The Standard

Title:

Summary

The LiquidationPool.distributeAssets function uses the BTC/USD Chainlink oracle to price WBTC. This approach is risky if WBTC depegs from BTC, leading to WBTC not holding an equivalent value to BTC. This discrepancy can cause incorrect asset distribution.

Vulnerability Detail

The core issue stems from using a single BTC/USD Chainlink oracle to price WBTC. If the WBTC to BTC bridge is compromised, causing WBTC to depeg, its value may deviate significantly from BTC's, potentially rendering it valueless. This reliance on one oracle for WBTC pricing introduces risks to the protocol and its users.

The provided code snippet from the LiquidationPool contract highlights the mechanism for obtaining WBTC prices using the BTC/USD Chainlink oracle:

https://github.com/Cyfrin/2023-12-the-standard/blob/main/contracts/LiquidationPool.sol#L205-L241

Impact

A compromised WBTC bridge or depegging from BTC would severely impact the protocol:

1. Incorrect costInEuro calculation.

2. Erroneous asset distribution.

Tools Used

Manual review

Recommendation

To address this vulnerability, implement a dual oracle system for WBTC pricing. This system should include both the BTC/USD Chainlink oracle and an additional on-chain liquidity-based oracle, like UniV3 TWAP.

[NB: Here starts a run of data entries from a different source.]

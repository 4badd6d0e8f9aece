//! Gyro definitions.

use std::fmt;

use serde::{Deserialize, Serialize};

use crate::error::Result;
use crate::formula::{evaluate, fields, EvaluationContext, Formula, FormulaOutput, FormulaSet};
use crate::math::{fixed_serde, ratio, Fixed, HALF};
use crate::tech::{ComponentBase, RulesLevel, TechBase, TechRated};

/// Gyro type tag.
#[derive(Debug, Clone, Copy, PartialEq, Eq, Hash, Serialize, Deserialize)]
pub enum GyroType {
    /// Standard gyro.
    Standard,
    /// Extra-light gyro.
    Xl,
    /// Compact gyro.
    Compact,
    /// Heavy-duty gyro.
    HeavyDuty,
}

impl GyroType {
    /// Every gyro type.
    pub const ALL: [GyroType; 4] = [
        GyroType::Standard,
        GyroType::Xl,
        GyroType::Compact,
        GyroType::HeavyDuty,
    ];
}

impl fmt::Display for GyroType {
    fn fmt(&self, f: &mut fmt::Formatter<'_>) -> fmt::Result {
        fmt::Debug::fmt(self, f)
    }
}

/// Catalog record for a gyro type.
///
/// Weight is `ceil(rating / 100) * multiplier` rounded up to the half ton,
/// expressed as a formula over [`fields::GYRO_BASE`].
#[derive(Debug, Clone, PartialEq, Serialize, Deserialize)]
pub struct GyroDefinition {
    /// Type tag.
    pub gyro_type: GyroType,
    /// Shared metadata.
    pub base: ComponentBase,
    /// Weight and slot formulas.
    pub formulas: FormulaSet,
    /// Multiplier applied to the standard gyro cost.
    #[serde(with = "fixed_serde")]
    pub cost_multiplier: Fixed,
}

impl GyroDefinition {
    /// Fixed slot count.
    #[must_use]
    pub fn slots(&self) -> u8 {
        match self.formulas.slots {
            Formula::Constant(v) => v.to_num::<u8>(),
            _ => 0,
        }
    }

    /// Weight and slots for an engine rating.
    pub fn evaluate(&self, rating: u16) -> Result<FormulaOutput> {
        let ctx = EvaluationContext::new().with(fields::ENGINE_RATING, Fixed::from_num(rating));
        let gyro_base = evaluate(&gyro_base_formula(), &ctx)?;
        self.formulas.evaluate(&ctx.with(fields::GYRO_BASE, gyro_base))
    }
}

impl TechRated for GyroDefinition {
    fn base(&self) -> &ComponentBase {
        &self.base
    }
}

/// Formula producing the gyro base weight from the engine rating.
#[must_use]
pub fn gyro_base_formula() -> Formula {
    Formula::ceil_divide(fields::ENGINE_RATING, 100)
}

fn gyro(
    gyro_type: GyroType,
    name: &str,
    rules_level: RulesLevel,
    year: u16,
    multiplier: Fixed,
    slots: i32,
    cost_multiplier: Fixed,
) -> GyroDefinition {
    GyroDefinition {
        gyro_type,
        base: ComponentBase::new(name, TechBase::InnerSphere, rules_level, year),
        formulas: FormulaSet::new(
            Formula::multiply_round(fields::GYRO_BASE, multiplier, HALF),
            Formula::constant(slots),
        ),
        cost_multiplier,
    }
}

pub(crate) fn definitions() -> Vec<GyroDefinition> {
    use RulesLevel::{Introductory, Standard};
    vec![
        gyro(GyroType::Standard, "Standard Gyro", Introductory, 2300, Fixed::ONE, 4, Fixed::ONE),
        gyro(GyroType::Xl, "XL Gyro", Standard, 3067, ratio(1, 2), 6, ratio(5, 2)),
        gyro(GyroType::Compact, "Compact Gyro", Standard, 3068, ratio(3, 2), 2, ratio(3, 2)),
        gyro(GyroType::HeavyDuty, "Heavy-Duty Gyro", Standard, 3067, ratio(2, 1), 4, ratio(2, 1)),
    ]
}
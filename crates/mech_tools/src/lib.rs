//! # Mech Development Tools
//!
//! Command-line tools for working with unit designs:
//! - Construction, cost and battle value reports
//! - Validation with optional auto-repair
//! - Component catalog listings

#![forbid(unsafe_code)]
#![warn(missing_docs)]
#![warn(clippy::all, clippy::pedantic)]

pub mod commands;
pub mod load;
pub mod report;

This dual oracle approach serves two key purposes. It reduces the risk of price manipulation by using the Chainlink oracle for accurate WBTC pricing. Additionally, the on-chain liquidity-based oracle acts as a safeguard against WBTC depegging. By monitoring the price from this oracle and comparing it with the Chainlink oracle's price, the protocol can suspend borrowing activities if a significant deviation (e.g., 2% or more) is detected.

Implementing a dual oracle setup enhances protocol stability and mitigates the risks associated with WBTC depegging. It ensures more accurate valuations, minimizes bad debt accumulation, and protects both the protocol and its users.